* Problem requirements
Count up the lines below containing the word "HealthCheckResult", and give the result with no other words.
--- Extracted entries Enclosed Below ---
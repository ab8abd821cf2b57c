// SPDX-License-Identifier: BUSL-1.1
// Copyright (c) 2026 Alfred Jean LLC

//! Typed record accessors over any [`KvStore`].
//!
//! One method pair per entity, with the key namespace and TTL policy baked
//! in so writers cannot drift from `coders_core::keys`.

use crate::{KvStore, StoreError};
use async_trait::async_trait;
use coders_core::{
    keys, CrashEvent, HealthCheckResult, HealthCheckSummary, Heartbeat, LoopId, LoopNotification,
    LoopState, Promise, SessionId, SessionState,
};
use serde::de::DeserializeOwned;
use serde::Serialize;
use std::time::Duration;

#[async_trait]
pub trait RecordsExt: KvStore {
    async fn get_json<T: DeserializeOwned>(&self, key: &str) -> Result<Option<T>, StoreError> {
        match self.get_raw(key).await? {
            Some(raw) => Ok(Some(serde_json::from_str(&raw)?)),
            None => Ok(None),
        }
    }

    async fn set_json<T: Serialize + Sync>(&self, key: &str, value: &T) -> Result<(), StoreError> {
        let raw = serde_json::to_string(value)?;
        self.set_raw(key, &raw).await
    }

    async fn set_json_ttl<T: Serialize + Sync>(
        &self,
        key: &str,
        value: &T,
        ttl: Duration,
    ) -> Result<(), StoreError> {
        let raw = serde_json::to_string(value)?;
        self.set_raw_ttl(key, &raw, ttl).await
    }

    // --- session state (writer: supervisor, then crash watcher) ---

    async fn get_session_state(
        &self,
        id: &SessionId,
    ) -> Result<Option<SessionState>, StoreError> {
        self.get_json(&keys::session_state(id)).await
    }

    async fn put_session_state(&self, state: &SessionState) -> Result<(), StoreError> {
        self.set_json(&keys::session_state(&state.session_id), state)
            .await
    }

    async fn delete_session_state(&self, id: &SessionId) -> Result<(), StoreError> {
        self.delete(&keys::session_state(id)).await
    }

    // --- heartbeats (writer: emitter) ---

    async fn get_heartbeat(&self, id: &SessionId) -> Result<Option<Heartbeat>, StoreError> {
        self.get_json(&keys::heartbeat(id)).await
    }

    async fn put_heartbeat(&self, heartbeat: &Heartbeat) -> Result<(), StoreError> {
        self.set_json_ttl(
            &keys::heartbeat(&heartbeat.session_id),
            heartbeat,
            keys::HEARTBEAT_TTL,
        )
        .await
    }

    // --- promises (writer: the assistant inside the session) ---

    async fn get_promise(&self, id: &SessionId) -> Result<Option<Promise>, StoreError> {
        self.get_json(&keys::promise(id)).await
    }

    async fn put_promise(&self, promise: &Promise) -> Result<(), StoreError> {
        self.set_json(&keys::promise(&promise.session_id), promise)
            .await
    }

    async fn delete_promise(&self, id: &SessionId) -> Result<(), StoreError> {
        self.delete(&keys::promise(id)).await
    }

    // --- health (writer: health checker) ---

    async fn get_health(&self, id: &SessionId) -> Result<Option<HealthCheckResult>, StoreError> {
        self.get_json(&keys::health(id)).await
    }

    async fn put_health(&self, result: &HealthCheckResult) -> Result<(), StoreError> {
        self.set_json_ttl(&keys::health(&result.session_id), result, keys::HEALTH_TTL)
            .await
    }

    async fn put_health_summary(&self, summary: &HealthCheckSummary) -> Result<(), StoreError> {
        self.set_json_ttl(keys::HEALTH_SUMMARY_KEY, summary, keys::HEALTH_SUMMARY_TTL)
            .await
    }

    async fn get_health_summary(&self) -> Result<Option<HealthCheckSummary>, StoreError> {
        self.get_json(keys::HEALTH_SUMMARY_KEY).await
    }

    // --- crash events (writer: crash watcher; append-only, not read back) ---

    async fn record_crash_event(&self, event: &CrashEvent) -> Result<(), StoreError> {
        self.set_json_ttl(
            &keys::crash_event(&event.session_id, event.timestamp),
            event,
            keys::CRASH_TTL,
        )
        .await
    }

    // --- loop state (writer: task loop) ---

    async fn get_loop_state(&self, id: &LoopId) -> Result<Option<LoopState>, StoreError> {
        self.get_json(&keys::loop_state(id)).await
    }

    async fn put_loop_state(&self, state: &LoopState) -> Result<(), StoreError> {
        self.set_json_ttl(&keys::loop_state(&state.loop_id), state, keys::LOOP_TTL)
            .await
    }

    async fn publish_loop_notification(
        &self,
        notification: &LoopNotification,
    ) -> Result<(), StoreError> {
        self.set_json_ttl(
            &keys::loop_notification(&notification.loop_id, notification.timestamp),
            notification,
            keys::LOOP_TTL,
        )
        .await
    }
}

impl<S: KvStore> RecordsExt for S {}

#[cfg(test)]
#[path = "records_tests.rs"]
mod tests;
--- End of Enclosed Extracted entries ---
--- Extracted entries Enclosed Below ---
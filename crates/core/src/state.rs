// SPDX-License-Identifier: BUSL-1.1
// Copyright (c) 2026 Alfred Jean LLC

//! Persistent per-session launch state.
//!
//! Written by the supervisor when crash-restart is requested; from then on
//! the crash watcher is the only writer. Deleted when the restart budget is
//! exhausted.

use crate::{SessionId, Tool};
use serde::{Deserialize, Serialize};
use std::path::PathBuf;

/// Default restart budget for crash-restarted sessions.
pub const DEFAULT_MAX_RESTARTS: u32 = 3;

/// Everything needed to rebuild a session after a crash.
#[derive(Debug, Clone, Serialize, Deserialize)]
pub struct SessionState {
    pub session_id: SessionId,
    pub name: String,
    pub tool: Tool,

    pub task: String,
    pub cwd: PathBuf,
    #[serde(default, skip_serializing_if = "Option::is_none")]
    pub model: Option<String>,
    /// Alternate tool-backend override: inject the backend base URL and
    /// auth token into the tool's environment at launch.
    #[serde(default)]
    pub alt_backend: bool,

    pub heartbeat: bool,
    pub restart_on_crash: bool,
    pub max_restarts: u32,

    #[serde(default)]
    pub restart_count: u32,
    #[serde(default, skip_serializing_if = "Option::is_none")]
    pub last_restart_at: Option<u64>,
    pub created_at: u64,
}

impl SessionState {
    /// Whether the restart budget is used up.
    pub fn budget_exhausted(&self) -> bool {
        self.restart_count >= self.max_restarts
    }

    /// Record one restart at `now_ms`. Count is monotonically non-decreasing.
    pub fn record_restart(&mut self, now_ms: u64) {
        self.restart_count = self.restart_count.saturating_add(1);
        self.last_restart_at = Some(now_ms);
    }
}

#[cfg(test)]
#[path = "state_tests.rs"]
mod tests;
--- End of Enclosed Extracted entries ---
* Solution
3